A series of single crystals of tetrakis[3,4,3',4'-bis(ethylenedithio)-2,2',5,5'-tetrathiafulvalene]Re6Se5Cl9.-[guest] (2a-d) have been prepared where the monoanion is a hexanuclear chalcohalide rhenium cluster and the neutral guest molecules are dimethylformamide (DMF) in 2a (monoclinic modification) and 2b (triclinic modification), tetrahydrofuran (THF) in 2c, and dioxane in 2d. All four compounds present the same basic structural organization in which conducting organic cation radical slabs are sandwiched by inorganic cluster monoanion layers. The guest molecules are shown to be selectively incorporated into a single site located at the organic-inorganic interface of these layer-like structures. In compounds 2c and 2d, a set of C-H...O hydrogen bonds is found to anchor the THF and dioxane molecules to the organic slabs. Although the four compounds are metallic at room temperature, their electrical conductivity at low temperatures and their degrees of structural ordering are shown to strongly depend upon the size, shape, and symmetry of the neutral guest molecule.
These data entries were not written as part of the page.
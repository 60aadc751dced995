use indexmap::IndexMap;
use smallvec::SmallVec;
use std::rc::Rc;
use tandem_foundation::ScrollActivityState;

/// Position and limit along one scroll domain.
#[derive(Debug, Clone, Copy, PartialEq, Eq, Default)]
pub struct Extent {
    pub current: i32,
    pub range: i32,
}

impl Extent {
    pub const fn new(current: i32, range: i32) -> Self {
        Self { current, range }
    }

    pub fn at_start(&self) -> bool {
        self.current <= 0
    }

    pub fn at_end(&self) -> bool {
        self.current >= self.range
    }
}

/// The three scroll domains of the composite surface. `seam.current` is how
/// far the seam has collapsed, `0..=seam.range`.
#[derive(Debug, Clone, Copy, PartialEq, Eq, Default)]
pub struct ScrollMetrics {
    pub top: Extent,
    pub seam: Extent,
    pub bottom: Extent,
}

pub trait ScrollListener {
    fn on_scroll(&self, _metrics: ScrollMetrics) {}

    /// `originated_from_seam` is set when the change comes from a drag or
    /// motion the coordinator drives itself rather than from the bottom region.
    fn on_scroll_state_change(&self, _state: ScrollActivityState, _originated_from_seam: bool) {}
}

#[derive(Debug, Clone, Copy, PartialEq, Eq, Hash)]
pub struct ListenerId(u64);

/// Insertion-ordered listener set; the same `Rc` is only registered once.
#[derive(Default)]
pub(crate) struct ListenerRegistry {
    next_id: u64,
    entries: IndexMap<ListenerId, Rc<dyn ScrollListener>>,
}

impl ListenerRegistry {
    pub(crate) fn add(&mut self, listener: Rc<dyn ScrollListener>) -> ListenerId {
        if let Some((id, _)) = self
            .entries
            .iter()
            .find(|(_, existing)| Rc::ptr_eq(existing, &listener))
        {
            return *id;
        }
        self.next_id += 1;
        let id = ListenerId(self.next_id);
        self.entries.insert(id, listener);
        id
    }

    pub(crate) fn remove(&mut self, id: ListenerId) -> bool {
        self.entries.shift_remove(&id).is_some()
    }

    pub(crate) fn len(&self) -> usize {
        self.entries.len()
    }

    /// Cloned out so listeners may add or remove listeners while being called.
    pub(crate) fn snapshot(&self) -> SmallVec<[Rc<dyn ScrollListener>; 4]> {
        self.entries.values().cloned().collect()
    }
}
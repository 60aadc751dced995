//! The composite scroll coordinator.
//!
//! Three scroll domains make up the composite surface: the top region's
//! internal scroll, the seam (how far the top region has slid up out of view,
//! pulling the bottom region with it) and the bottom region's internal scroll.
//! A delta that moves content up drains them in that order; a delta that moves
//! content down drains them in reverse, so the seam only reopens once the
//! bottom region is back at its start.

use crate::config::ScrollConfig;
use crate::error::{CoordinatorError, Result};
use crate::fling::FlingAnimation;
use crate::listener::{Extent, ListenerId, ListenerRegistry, ScrollListener, ScrollMetrics};
use crate::smooth_scroll::SmoothScroll;
use crate::snapshot::ScrollSnapshot;
use std::cell::{Cell, RefCell};
use std::collections::VecDeque;
use std::rc::{Rc, Weak};
use tandem_core::{PostedTaskId, RuntimeHandle};
use tandem_foundation::{
    clamp_consumed, consume_within, GestureAction, GestureTracker, NestedScrollConnection,
    NestedScrollDispatcher, NestedScrollOutcome, OffsetTracker, Orientation, PointerEvent,
    PointerEventKind, PositionableSurface, RegionEvent, RegionEventSink, RegionKind,
    RegionNotifier, ScrollActivityState, ScrollCapability, ScrollRequest, ScrollSource,
    TouchContext,
};

#[derive(Clone)]
struct RegionSlot {
    scroll: Rc<dyn ScrollCapability>,
    surface: Rc<dyn PositionableSurface>,
}

impl RegionSlot {
    fn extent(&self) -> Extent {
        Extent::new(self.scroll.current_scroll(), self.scroll.scroll_range())
    }
}

#[derive(Debug, Clone, Copy, PartialEq, Eq)]
enum Domain {
    Top,
    Seam,
    Bottom,
}
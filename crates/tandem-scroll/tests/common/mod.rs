#![allow(dead_code)]

use std::cell::RefCell;
use std::rc::Rc;
use tandem_foundation::{ScrollActivityState, ScrollCapability};
use tandem_scroll::{CompositeScrollCoordinator, ScrollListener, ScrollMetrics};
use tandem_testing::{FakeListRegion, FakeSurface, ScrollTestRule};

pub const CONTAINER_HEIGHT: i32 = 1000;
pub const TOP_HEIGHT: i32 = 300;

#[derive(Debug, Clone, Copy, PartialEq)]
pub enum Heard {
    Scroll(ScrollMetrics),
    State(ScrollActivityState, bool),
}

#[derive(Default)]
pub struct RecordingListener {
    heard: RefCell<Vec<Heard>>,
}

impl RecordingListener {
    pub fn heard(&self) -> Vec<Heard> {
        self.heard.borrow().clone()
    }

    pub fn scrolls(&self) -> Vec<ScrollMetrics> {
        self.heard
            .borrow()
            .iter()
            .filter_map(|heard| match heard {
                Heard::Scroll(metrics) => Some(*metrics),
                Heard::State(..) => None,
            })
            .collect()
    }

    pub fn states(&self) -> Vec<(ScrollActivityState, bool)> {
        self.heard
            .borrow()
            .iter()
            .filter_map(|heard| match heard {
                Heard::State(state, from_seam) => Some((*state, *from_seam)),
                Heard::Scroll(_) => None,
            })
            .collect()
    }

    pub fn clear(&self) {
        self.heard.borrow_mut().clear();
    }
}

impl ScrollListener for RecordingListener {
    fn on_scroll(&self, metrics: ScrollMetrics) {
        self.heard.borrow_mut().push(Heard::Scroll(metrics));
    }

    fn on_scroll_state_change(&self, state: ScrollActivityState, originated_from_seam: bool) {
        self.heard
            .borrow_mut()
            .push(Heard::State(state, originated_from_seam));
    }
}

/// A 1000px container holding a 300px top list (600px of items, range 300)
/// above a full-height bottom list. The seam range is 300 unless the bottom
/// content is short.
pub struct Composite {
    pub rule: ScrollTestRule,
    pub container: Rc<FakeSurface>,
    pub top: Rc<FakeListRegion>,
    pub bottom: Rc<FakeListRegion>,
    pub coordinator: CompositeScrollCoordinator,
    pub listener: Rc<RecordingListener>,
}

impl Composite {
    pub fn new() -> Self {
        Self::with_bottom(FakeListRegion::uniform(20, 100, CONTAINER_HEIGHT))
    }

    pub fn with_bottom(bottom: FakeListRegion) -> Self {
        Self::with_regions(FakeListRegion::uniform(6, 100, TOP_HEIGHT), bottom)
    }

    pub fn with_regions(top: FakeListRegion, bottom: FakeListRegion) -> Self {
        let rule = ScrollTestRule::new();
        let container = Rc::new(FakeSurface::new(100, CONTAINER_HEIGHT));
        let top = Rc::new(top);
        let bottom = Rc::new(bottom.with_top_edge(TOP_HEIGHT));
        let coordinator = CompositeScrollCoordinator::with_defaults(rule.handle(), container.clone());
        coordinator
            .set_top_region(top.clone())
            .expect("top region installs");
        coordinator
            .set_bottom_region(bottom.clone())
            .expect("bottom region installs");
        rule.run_posted_tasks();
        let listener = Rc::new(RecordingListener::default());
        coordinator.add_listener(listener.clone());
        Self {
            rule,
            container,
            top,
            bottom,
            coordinator,
            listener,
        }
    }

    /// `(top scroll, seam collapse, bottom scroll)`
    pub fn positions(&self) -> (i32, i32, i32) {
        (
            self.top.current_scroll(),
            self.coordinator.offset_current(),
            self.bottom.current_scroll(),
        )
    }

    pub fn assert_in_bounds(&self) {
        let (top, seam, bottom) = self.positions();
        assert!((0..=self.top.scroll_range()).contains(&top), "top {top}");
        assert!(
            (0..=self.coordinator.offset_range()).contains(&seam),
            "seam {seam}"
        );
        assert!(
            (0..=self.bottom.scroll_range()).contains(&bottom),
            "bottom {bottom}"
        );
    }
}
The latter induces structural changes which are shown to be associated with significant modifications of the band electronic structures, Fermi surfaces, and ultimately the dimensionality of the materials. Altogether, the activated conductivity behavior observed from 90 K down to low temperatures in the case of the disordered DMF solvates 2a and 2b appears at only 50 K in the THF-phase 2c. The inclusion of dioxane successfully orders the structure in 2d, and the metallic regime is then found to be sustained down to 4.5 K.